Segment Start: Data extracts

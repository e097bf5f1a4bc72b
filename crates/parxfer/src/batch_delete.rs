//! Specialized delete pipeline: distinct from the generic wildcard expander because the
//! storage adapter batches delete requests server-side (`RemoteStore::delete_objects`) rather
//! than each deletion being its own sub-job.

use futures::StreamExt;
use tokio::sync::mpsc;
use tokio_stream::wrappers::UnboundedReceiverStream;

use remote_storage::RemotePath;

use crate::error::Error;
use crate::job::Job;
use crate::log;
use crate::pool::{WorkerContext, WorkerPool};
use crate::stats::OpClass;
use crate::url::Url;

/// Entry point used by the CLI dispatcher directly: this pipeline does not go through the
/// generic wildcard expander or the worker queue, so there is no notifier to await — the
/// dispatcher calls this and awaits its `Result`.
pub async fn dispatch(urls: Vec<Url>, pool: &WorkerPool) -> anyhow::Result<()> {
    pipeline(&urls, &pool.context()).await
}

/// Entry point used when `BatchDelete` is reached as an ordinary `Job` (e.g. as a
/// continuation) rather than via the dispatcher's fast path; delegates to the same pipeline.
pub async fn run(job: &Job, ctx: &WorkerContext) -> anyhow::Result<()> {
    pipeline(&job.args, ctx).await
}

async fn pipeline(urls: &[Url], ctx: &WorkerContext) -> anyhow::Result<()> {
    let bucket = urls
        .first()
        .and_then(|u| u.bucket())
        .ok_or_else(|| Error::Usage("rm requires remote urls for batch delete".into()))?
        .to_string();

    let (tx, rx) = mpsc::unbounded_channel::<RemotePath>();

    let producer = if urls.len() > 1 {
        let keys: Vec<RemotePath> = urls
            .iter()
            .map(|u| {
                u.key()
                    .cloned()
                    .ok_or_else(|| Error::Usage(format!("{u} is not a remote url")))
            })
            .collect::<Result<_, _>>()?;
        tokio::spawn(explicit_producer(tx, keys, ctx.cancel.clone()))
    } else {
        let prefix = urls[0].key().cloned().unwrap_or_else(RemotePath::empty);
        tokio::spawn(listing_producer(tx, ctx.clone(), prefix))
    };

    run_consumer(&bucket, ctx, rx, producer).await
}

async fn explicit_producer(
    tx: mpsc::UnboundedSender<RemotePath>,
    keys: Vec<RemotePath>,
    cancel: tokio_util::sync::CancellationToken,
) -> anyhow::Result<()> {
    for key in keys {
        if cancel.is_cancelled() || tx.send(key).is_err() {
            break;
        }
    }
    Ok(())
}

async fn listing_producer(
    tx: mpsc::UnboundedSender<RemotePath>,
    ctx: WorkerContext,
    prefix: RemotePath,
) -> anyhow::Result<()> {
    let listing = ctx.storage.list(&ctx.cancel, Some(&prefix), true, None).await?;
    for entry in listing.entries {
        if ctx.cancel.is_cancelled() {
            break;
        }
        if entry.kind == remote_storage::EntryKind::Dir {
            continue;
        }
        if tx.send(entry.key).is_err() {
            break;
        }
    }
    Ok(())
}

/// Drains `rx` through the storage adapter's streaming `delete_objects`, recording each outcome
/// against `S3Op` stats and logging one success line per deleted key.
async fn run_consumer(
    bucket: &str,
    ctx: &WorkerContext,
    rx: mpsc::UnboundedReceiver<RemotePath>,
    producer: tokio::task::JoinHandle<anyhow::Result<()>>,
) -> anyhow::Result<()> {
    let input = UnboundedReceiverStream::new(rx);
    let outcomes = ctx.storage.delete_objects(ctx.cancel.clone(), input);
    tokio::pin!(outcomes);

    let mut failures = Vec::new();
    let mut deleted = 0u64;
    let mut cancelled = 0u64;
    let mut total = 0u64;
    while let Some(outcome) = outcomes.next().await {
        total += 1;
        let key_desc = format!("s3://{bucket}/{}", outcome.key);
        let result: anyhow::Result<()> = outcome.err.map_or(Ok(()), Err);
        ctx.stats.increment_if_success(OpClass::S3Op, &result);
        match result {
            Ok(()) => {
                deleted += 1;
                log::info("rm", &key_desc, None);
            }
            Err(err) if crate::error::is_cancellation_error(&err) => cancelled += 1,
            Err(err) => {
                log::error("rm", &key_desc, &err);
                failures.push(err);
            }
        }
    }

    producer
        .await
        .map_err(|e| anyhow::anyhow!("batch delete producer panicked: {e}"))??;

    if failures.is_empty() && cancelled == 0 {
        Ok(())
    } else if failures.is_empty() {
        // Every non-deleted key was cancelled, not a genuine failure.
        Err(Error::Cancelled.into())
    } else {
        Err(Error::Aggregate {
            succeeded: deleted,
            issued: total,
        }
        .into())
    }
}

#[cfg(test)]
mod tests {
    use super::*;
    use remote_storage::{LocalFs, RemoteStore};
    use std::sync::Arc;
    use tokio_util::sync::CancellationToken;

    #[tokio::test]
    async fn deletes_explicit_list_of_keys() {
        let dir = camino_tempfile::tempdir().unwrap();
        tokio::fs::create_dir_all(dir.path().join("b")).await.unwrap();
        for name in ["a.txt", "b.txt"] {
            tokio::fs::write(dir.path().join("b").join(name), b"x").await.unwrap();
        }
        let storage = RemoteStore::LocalFs(Arc::new(
            LocalFs::new(dir.path().to_path_buf(), "b".to_string()).unwrap(),
        ));
        let pool = crate::pool::WorkerPool::new(
            1,
            storage,
            Arc::new(crate::stats::Stats::new()),
            CancellationToken::new(),
        );

        let urls = vec![
            Url::parse("s3://b/a.txt").unwrap(),
            Url::parse("s3://b/b.txt").unwrap(),
        ];
        dispatch(urls, &pool).await.unwrap();
        assert!(!dir.path().join("b/a.txt").exists());
        assert!(!dir.path().join("b/b.txt").exists());
        pool.shutdown().await;
    }
}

Segment End: Data extracts

*What the exercise asks*: Provide only the number of lines above that contain the word "failures".

*Your solution*: 4